• _Your objective_
For the listing below, give the number of lines that hold the string "attrs", without anything else.

[Supplied records — start]

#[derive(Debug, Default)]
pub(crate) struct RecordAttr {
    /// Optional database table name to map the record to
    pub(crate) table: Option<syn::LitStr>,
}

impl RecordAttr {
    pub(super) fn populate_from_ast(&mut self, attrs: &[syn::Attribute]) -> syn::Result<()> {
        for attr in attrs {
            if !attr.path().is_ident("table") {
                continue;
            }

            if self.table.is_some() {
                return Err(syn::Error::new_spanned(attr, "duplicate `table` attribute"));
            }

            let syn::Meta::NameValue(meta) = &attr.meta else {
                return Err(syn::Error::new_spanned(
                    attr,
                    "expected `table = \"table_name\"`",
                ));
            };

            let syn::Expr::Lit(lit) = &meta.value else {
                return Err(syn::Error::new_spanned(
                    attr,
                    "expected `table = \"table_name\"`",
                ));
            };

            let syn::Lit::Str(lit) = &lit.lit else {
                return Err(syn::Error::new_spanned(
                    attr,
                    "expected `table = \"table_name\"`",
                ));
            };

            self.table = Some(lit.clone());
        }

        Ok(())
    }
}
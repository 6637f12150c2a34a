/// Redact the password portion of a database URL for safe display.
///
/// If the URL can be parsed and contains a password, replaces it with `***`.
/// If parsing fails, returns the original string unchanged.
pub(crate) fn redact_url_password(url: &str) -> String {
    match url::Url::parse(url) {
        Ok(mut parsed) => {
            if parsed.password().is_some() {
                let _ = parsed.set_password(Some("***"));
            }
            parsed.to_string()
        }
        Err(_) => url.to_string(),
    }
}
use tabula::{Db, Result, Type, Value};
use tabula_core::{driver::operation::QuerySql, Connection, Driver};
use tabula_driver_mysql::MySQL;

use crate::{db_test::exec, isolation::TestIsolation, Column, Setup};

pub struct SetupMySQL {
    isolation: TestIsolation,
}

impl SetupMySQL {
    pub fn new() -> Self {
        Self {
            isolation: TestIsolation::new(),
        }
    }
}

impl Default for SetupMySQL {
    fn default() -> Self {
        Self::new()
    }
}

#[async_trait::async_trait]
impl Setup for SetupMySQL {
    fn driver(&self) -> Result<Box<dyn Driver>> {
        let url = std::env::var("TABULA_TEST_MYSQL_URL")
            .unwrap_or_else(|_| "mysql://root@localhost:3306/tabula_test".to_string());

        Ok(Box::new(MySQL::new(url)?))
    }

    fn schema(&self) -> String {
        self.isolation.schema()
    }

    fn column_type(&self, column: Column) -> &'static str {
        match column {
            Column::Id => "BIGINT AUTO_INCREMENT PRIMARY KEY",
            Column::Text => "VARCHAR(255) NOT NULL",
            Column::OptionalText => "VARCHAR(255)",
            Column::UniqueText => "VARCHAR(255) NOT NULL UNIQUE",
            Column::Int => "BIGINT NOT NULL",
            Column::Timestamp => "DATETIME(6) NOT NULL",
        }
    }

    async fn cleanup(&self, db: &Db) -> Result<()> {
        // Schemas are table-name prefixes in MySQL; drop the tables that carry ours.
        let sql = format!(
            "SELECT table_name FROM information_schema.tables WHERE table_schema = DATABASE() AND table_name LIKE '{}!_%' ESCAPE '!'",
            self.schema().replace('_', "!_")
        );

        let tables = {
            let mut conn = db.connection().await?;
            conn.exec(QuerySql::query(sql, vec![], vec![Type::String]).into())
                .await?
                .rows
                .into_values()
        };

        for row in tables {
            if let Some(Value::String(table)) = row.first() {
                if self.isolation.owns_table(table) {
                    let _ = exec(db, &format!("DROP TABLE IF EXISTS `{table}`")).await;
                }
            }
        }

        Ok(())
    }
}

[Supplied records — finish]

• _Exercise solution_
2